Stored data entries:
----------
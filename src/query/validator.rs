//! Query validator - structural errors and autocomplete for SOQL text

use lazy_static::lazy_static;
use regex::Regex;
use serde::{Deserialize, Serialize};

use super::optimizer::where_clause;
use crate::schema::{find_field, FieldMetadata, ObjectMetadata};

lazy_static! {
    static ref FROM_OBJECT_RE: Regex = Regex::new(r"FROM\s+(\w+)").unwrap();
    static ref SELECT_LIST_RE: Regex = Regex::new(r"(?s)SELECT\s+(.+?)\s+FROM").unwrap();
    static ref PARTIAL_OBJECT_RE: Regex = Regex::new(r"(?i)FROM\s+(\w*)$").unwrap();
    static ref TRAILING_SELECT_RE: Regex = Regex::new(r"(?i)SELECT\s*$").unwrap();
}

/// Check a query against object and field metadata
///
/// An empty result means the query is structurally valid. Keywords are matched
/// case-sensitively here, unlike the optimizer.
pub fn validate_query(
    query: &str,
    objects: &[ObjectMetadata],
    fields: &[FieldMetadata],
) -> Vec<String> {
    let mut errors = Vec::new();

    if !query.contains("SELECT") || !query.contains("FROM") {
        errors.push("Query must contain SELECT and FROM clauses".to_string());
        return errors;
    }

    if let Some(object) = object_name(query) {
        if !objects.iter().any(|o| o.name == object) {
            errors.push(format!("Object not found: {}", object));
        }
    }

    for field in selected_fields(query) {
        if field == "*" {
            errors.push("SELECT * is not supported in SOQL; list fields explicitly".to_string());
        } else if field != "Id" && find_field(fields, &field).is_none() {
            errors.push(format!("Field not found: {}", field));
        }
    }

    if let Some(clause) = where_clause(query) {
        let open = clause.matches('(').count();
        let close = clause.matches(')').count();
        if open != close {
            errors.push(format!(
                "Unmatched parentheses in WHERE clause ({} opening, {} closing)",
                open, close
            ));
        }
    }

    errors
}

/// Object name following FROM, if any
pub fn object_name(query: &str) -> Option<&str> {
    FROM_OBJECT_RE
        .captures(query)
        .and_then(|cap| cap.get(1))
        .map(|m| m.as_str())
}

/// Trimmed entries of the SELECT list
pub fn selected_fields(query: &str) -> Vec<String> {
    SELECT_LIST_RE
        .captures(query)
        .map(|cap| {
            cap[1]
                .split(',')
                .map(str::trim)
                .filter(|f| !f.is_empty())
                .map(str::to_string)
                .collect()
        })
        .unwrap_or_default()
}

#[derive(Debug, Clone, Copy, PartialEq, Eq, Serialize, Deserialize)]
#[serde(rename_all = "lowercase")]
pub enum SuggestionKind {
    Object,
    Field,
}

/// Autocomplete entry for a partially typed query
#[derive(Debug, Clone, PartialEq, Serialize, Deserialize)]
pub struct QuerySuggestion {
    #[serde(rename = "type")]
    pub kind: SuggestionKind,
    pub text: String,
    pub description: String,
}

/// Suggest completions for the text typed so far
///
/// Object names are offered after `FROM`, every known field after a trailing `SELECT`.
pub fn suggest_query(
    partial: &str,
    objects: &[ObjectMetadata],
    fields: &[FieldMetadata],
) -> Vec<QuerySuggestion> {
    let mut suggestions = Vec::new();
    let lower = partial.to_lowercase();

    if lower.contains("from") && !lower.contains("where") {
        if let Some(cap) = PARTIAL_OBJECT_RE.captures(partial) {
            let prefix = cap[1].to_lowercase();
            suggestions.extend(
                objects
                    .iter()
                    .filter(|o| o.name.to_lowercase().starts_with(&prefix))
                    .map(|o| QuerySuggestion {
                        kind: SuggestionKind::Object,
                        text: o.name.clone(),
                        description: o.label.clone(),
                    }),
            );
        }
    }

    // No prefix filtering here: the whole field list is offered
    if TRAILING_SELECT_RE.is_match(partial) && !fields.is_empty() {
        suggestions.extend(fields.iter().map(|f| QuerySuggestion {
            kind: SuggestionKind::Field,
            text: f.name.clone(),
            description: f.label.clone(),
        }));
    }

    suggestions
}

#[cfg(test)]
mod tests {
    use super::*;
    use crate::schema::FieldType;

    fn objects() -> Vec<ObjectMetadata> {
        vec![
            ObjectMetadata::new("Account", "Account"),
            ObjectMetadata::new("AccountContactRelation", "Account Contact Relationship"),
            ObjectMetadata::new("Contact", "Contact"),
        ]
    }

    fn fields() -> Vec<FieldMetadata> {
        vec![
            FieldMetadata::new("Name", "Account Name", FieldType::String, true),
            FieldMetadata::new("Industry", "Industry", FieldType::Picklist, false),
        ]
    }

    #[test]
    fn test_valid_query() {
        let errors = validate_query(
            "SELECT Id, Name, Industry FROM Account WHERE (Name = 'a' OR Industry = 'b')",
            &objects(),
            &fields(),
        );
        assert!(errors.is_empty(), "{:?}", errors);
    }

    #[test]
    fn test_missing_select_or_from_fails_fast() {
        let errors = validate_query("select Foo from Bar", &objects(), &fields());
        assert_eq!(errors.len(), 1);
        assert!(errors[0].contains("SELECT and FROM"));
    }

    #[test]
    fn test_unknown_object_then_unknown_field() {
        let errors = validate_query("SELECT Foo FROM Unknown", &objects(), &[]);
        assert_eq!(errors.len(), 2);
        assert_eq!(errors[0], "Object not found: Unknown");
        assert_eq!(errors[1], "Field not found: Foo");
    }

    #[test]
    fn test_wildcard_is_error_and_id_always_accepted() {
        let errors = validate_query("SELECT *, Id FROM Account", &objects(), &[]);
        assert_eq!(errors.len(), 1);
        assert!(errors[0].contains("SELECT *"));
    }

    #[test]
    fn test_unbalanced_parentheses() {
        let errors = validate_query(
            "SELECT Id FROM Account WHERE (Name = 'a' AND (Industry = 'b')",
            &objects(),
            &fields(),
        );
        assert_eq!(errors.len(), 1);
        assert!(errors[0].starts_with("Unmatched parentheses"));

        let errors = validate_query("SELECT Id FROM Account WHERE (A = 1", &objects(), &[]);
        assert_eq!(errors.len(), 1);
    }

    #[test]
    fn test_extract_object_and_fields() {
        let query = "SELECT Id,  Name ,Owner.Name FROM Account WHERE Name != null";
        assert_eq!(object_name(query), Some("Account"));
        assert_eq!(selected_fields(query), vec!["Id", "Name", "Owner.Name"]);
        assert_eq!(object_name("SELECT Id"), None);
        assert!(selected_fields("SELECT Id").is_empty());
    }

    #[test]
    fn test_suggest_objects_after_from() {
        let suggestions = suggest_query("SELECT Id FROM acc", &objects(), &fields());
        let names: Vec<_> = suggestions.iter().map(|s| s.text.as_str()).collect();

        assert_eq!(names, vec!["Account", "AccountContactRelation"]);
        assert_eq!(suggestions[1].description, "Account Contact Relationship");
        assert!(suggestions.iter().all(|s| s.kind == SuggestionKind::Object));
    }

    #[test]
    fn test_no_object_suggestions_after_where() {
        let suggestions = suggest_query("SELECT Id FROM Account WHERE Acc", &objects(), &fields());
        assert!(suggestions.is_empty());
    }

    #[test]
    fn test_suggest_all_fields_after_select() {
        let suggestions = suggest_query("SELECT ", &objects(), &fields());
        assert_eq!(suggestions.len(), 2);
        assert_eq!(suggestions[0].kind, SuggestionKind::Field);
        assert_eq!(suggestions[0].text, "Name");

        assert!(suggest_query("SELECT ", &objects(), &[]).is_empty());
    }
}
----------
# Task description
Print every entry exactly.

# Reply to the exercise
filename src/query/validator.rs
//! Query validator - structural errors and autocomplete for SOQL text

use lazy_static::lazy_static;
use regex::Regex;
use serde::{Deserialize, Serialize};

use super::optimizer::where_clause;
use crate::schema::{find_field, FieldMetadata, ObjectMetadata};

lazy_static! {
    static ref FROM_OBJECT_RE: Regex = Regex::new(r"FROM\s+(\w+)").unwrap();
    static ref SELECT_LIST_RE: Regex = Regex::new(r"(?s)SELECT\s+(.+?)\s+FROM").unwrap();
    static ref PARTIAL_OBJECT_RE: Regex = Regex::new(r"(?i)FROM\s+(\w*)$").unwrap();
    static ref TRAILING_SELECT_RE: Regex = Regex::new(r"(?i)SELECT\s*$").unwrap();
}

/// Check a query against object and field metadata
///
/// An empty result means the query is structurally valid. Keywords are matched
/// case-sensitively here, unlike the optimizer.
pub fn validate_query(
    query: &str,
    objects: &[ObjectMetadata],
    fields: &[FieldMetadata],
) -> Vec<String> {
    let mut errors = Vec::new();

    if !query.contains("SELECT") || !query.contains("FROM") {
        errors.push("Query must contain SELECT and FROM clauses".to_string());
        return errors;
    }

    if let Some(object) = object_name(query) {
        if !objects.iter().any(|o| o.name == object) {
            errors.push(format!("Object not found: {}", object));
        }
    }

    for field in selected_fields(query) {
        if field == "*" {
            errors.push("SELECT * is not supported in SOQL; list fields explicitly".to_string());
        } else if field != "Id" && find_field(fields, &field).is_none() {
            errors.push(format!("Field not found: {}", field));
        }
    }

    if let Some(clause) = where_clause(query) {
        let open = clause.matches('(').count();
        let close = clause.matches(')').count();
        if open != close {
            errors.push(format!(
                "Unmatched parentheses in WHERE clause ({} opening, {} closing)",
                open, close
            ));
        }
    }

    errors
}

/// Object name following FROM, if any
pub fn object_name(query: &str) -> Option<&str> {
    FROM_OBJECT_RE
        .captures(query)
        .and_then(|cap| cap.get(1))
        .map(|m| m.as_str())
}

/// Trimmed entries of the SELECT list
pub fn selected_fields(query: &str) -> Vec<String> {
    SELECT_LIST_RE
        .captures(query)
        .map(|cap| {
            cap[1]
                .split(',')
                .map(str::trim)
                .filter(|f| !f.is_empty())
                .map(str::to_string)
                .collect()
        })
        .unwrap_or_default()
}

#[derive(Debug, Clone, Copy, PartialEq, Eq, Serialize, Deserialize)]
#[serde(rename_all = "lowercase")]
pub enum SuggestionKind {
    Object,
    Field,
}

/// Autocomplete entry for a partially typed query
#[derive(Debug, Clone, PartialEq, Serialize, Deserialize)]
pub struct QuerySuggestion {
    #[serde(rename = "type")]
    pub kind: SuggestionKind,
    pub text: String,
    pub description: String,
}

/// Suggest completions for the text typed so far
///
/// Object names are offered after `FROM`, every known field after a trailing `SELECT`.
pub fn suggest_query(
    partial: &str,
    objects: &[ObjectMetadata],
    fields: &[FieldMetadata],
) -> Vec<QuerySuggestion> {
    let mut suggestions = Vec::new();
    let lower = partial.to_lowercase();

    if lower.contains("from") && !lower.contains("where") {
        if let Some(cap) = PARTIAL_OBJECT_RE.captures(partial) {
            let prefix = cap[1].to_lowercase();
            suggestions.extend(
                objects
                    .iter()
                    .filter(|o| o.name.to_lowercase().starts_with(&prefix))
                    .map(|o| QuerySuggestion {
                        kind: SuggestionKind::Object,
                        text: o.name.clone(),
                        description: o.label.clone(),
                    }),
            );
        }
    }

    // No prefix filtering here: the whole field list is offered
    if TRAILING_SELECT_RE.is_match(partial) && !fields.is_empty() {
        suggestions.extend(fields.iter().map(|f| QuerySuggestion {
            kind: SuggestionKind::Field,
            text: f.name.clone(),
            description: f.label.clone(),
        }));
    }

    suggestions
}

#[cfg(test)]
mod tests {
    use super::*;
    use crate::schema::FieldType;

    fn objects() -> Vec<ObjectMetadata> {
        vec![
            ObjectMetadata::new("Account", "Account"),
            ObjectMetadata::new("AccountContactRelation", "Account Contact Relationship"),
            ObjectMetadata::new("Contact", "Contact"),
        ]
    }

    fn fields() -> Vec<FieldMetadata> {
        vec![
            FieldMetadata::new("Name", "Account Name", FieldType::String, true),
            FieldMetadata::new("Industry", "Industry", FieldType::Picklist, false),
        ]
    }

    #[test]
    fn test_valid_query() {
        let errors = validate_query(
            "SELECT Id, Name, Industry FROM Account WHERE (Name = 'a' OR Industry = 'b')",
            &objects(),
            &fields(),
        );
        assert!(errors.is_empty(), "{:?}", errors);
    }

    #[test]
    fn test_missing_select_or_from_fails_fast() {
        let errors = validate_query("select Foo from Bar", &objects(), &fields());
        assert_eq!(errors.len(), 1);
        assert!(errors[0].contains("SELECT and FROM"));
    }

    #[test]
    fn test_unknown_object_then_unknown_field() {
        let errors = validate_query("SELECT Foo FROM Unknown", &objects(), &[]);
        assert_eq!(errors.len(), 2);
        assert_eq!(errors[0], "Object not found: Unknown");
        assert_eq!(errors[1], "Field not found: Foo");
    }

    #[test]
    fn test_wildcard_is_error_and_id_always_accepted() {
        let errors = validate_query("SELECT *, Id FROM Account", &objects(), &[]);
        assert_eq!(errors.len(), 1);
        assert!(errors[0].contains("SELECT *"));
    }

    #[test]
    fn test_unbalanced_parentheses() {
        let errors = validate_query(
            "SELECT Id FROM Account WHERE (Name = 'a' AND (Industry = 'b')",
            &objects(),
            &fields(),
        );
        assert_eq!(errors.len(), 1);
        assert!(errors[0].starts_with("Unmatched parentheses"));

        let errors = validate_query("SELECT Id FROM Account WHERE (A = 1", &objects(), &[]);
        assert_eq!(errors.len(), 1);
    }

    #[test]
    fn test_extract_object_and_fields() {
        let query = "SELECT Id,  Name ,Owner.Name FROM Account WHERE Name != null";
        assert_eq!(object_name(query), Some("Account"));
        assert_eq!(selected_fields(query), vec!["Id", "Name", "Owner.Name"]);
        assert_eq!(object_name("SELECT Id"), None);
        assert!(selected_fields("SELECT Id").is_empty());
    }

    #[test]
    fn test_suggest_objects_after_from() {
        let suggestions = suggest_query("SELECT Id FROM acc", &objects(), &fields());
        let names: Vec<_> = suggestions.iter().map(|s| s.text.as_str()).collect();

        assert_eq!(names, vec!["Account", "AccountContactRelation"]);
        assert_eq!(suggestions[1].description, "Account Contact Relationship");
        assert!(suggestions.iter().all(|s| s.kind == SuggestionKind::Object));
    }

    #[test]
    fn test_no_object_suggestions_after_where() {
        let suggestions = suggest_query("SELECT Id FROM Account WHERE Acc", &objects(), &fields());
        assert!(suggestions.is_empty());
    }

    #[test]
    fn test_suggest_all_fields_after_select() {
        let suggestions = suggest_query("SELECT ", &objects(), &fields());
        assert_eq!(suggestions.len(), 2);
        assert_eq!(suggestions[0].kind, SuggestionKind::Field);
        assert_eq!(suggestions[0].text, "Name");

        assert!(suggest_query("SELECT ", &objects(), &[]).is_empty());
    }
}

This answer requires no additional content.